PROBLEM TO WORK ON -
All lines in the entries below that hold "officers" make up the answer.

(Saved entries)
↓
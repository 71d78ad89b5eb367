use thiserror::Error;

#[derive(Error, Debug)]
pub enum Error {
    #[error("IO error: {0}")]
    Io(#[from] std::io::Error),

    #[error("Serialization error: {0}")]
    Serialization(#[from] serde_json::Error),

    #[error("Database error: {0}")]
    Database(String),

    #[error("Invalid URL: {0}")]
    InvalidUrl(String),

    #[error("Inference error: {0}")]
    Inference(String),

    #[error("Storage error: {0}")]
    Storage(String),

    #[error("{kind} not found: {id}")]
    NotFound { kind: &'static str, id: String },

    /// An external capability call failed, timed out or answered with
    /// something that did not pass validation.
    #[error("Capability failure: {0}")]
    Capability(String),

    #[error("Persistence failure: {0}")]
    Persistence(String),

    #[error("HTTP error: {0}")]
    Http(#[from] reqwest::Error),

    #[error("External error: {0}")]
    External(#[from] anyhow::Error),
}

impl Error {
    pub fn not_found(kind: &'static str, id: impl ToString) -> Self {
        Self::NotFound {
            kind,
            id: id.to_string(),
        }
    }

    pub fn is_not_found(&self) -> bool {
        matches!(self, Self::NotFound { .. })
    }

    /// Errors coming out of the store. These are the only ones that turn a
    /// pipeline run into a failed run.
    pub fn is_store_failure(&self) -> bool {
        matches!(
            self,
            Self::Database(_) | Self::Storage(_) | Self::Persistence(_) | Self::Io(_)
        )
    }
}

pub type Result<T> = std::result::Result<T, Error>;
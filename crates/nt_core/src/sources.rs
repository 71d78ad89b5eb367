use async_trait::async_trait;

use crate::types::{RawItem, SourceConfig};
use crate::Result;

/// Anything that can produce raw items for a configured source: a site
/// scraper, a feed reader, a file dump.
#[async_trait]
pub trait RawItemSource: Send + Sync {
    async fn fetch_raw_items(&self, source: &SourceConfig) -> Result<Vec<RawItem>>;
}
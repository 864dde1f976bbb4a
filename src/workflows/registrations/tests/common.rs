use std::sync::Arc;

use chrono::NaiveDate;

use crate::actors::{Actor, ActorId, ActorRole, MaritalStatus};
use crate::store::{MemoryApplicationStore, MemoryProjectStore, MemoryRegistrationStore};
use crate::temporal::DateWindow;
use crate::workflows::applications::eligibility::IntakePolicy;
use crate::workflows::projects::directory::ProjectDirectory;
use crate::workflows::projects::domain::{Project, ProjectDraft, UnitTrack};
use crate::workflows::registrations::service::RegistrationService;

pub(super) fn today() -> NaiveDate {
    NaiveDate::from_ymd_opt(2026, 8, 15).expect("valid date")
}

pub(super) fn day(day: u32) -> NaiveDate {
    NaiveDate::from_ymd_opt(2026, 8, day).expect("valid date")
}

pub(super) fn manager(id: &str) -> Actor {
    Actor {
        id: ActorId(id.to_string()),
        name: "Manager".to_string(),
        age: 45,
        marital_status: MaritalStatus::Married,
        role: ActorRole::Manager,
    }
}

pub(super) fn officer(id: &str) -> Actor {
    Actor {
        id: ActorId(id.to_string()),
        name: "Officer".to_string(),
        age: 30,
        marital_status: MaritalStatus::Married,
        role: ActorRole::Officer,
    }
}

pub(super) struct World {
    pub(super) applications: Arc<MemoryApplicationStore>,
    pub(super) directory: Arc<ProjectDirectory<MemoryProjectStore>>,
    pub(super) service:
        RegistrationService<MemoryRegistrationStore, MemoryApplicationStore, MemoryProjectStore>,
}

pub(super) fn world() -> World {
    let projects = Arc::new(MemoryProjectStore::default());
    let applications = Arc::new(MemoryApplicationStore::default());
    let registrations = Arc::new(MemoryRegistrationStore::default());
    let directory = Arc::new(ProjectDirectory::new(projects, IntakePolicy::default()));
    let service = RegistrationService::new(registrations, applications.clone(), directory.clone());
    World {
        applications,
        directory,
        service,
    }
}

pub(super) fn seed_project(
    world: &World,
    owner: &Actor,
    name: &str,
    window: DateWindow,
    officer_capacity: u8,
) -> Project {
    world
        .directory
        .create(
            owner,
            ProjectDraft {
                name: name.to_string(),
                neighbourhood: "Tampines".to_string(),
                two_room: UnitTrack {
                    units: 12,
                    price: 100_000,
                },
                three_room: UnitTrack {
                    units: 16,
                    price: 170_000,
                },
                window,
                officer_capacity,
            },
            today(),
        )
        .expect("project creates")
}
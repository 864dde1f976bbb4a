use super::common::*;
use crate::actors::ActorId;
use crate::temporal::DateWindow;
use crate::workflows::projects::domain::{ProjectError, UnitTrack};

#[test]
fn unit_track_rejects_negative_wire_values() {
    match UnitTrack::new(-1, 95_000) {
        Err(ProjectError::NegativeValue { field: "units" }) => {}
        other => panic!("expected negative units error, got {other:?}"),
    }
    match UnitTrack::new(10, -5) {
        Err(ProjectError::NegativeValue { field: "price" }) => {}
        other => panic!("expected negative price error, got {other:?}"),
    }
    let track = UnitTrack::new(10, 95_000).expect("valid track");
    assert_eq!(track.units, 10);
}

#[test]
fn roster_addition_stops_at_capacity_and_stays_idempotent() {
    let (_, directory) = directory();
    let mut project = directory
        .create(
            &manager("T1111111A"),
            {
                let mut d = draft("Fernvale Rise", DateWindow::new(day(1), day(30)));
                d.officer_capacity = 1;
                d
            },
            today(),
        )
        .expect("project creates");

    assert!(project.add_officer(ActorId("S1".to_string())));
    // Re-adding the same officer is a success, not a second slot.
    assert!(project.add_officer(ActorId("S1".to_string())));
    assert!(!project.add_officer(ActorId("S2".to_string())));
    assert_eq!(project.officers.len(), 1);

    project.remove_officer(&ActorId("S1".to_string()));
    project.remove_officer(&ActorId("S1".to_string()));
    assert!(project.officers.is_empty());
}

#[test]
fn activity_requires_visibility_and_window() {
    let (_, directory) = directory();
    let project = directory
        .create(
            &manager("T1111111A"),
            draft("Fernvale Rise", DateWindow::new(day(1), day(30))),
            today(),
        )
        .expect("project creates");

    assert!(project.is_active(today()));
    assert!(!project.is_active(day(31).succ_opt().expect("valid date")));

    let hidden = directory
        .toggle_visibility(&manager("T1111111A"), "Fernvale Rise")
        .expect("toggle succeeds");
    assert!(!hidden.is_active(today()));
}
↑
TASK RESPONSE -
    assert_eq!(project.officers.len(), 1);
    assert!(project.officers.is_empty());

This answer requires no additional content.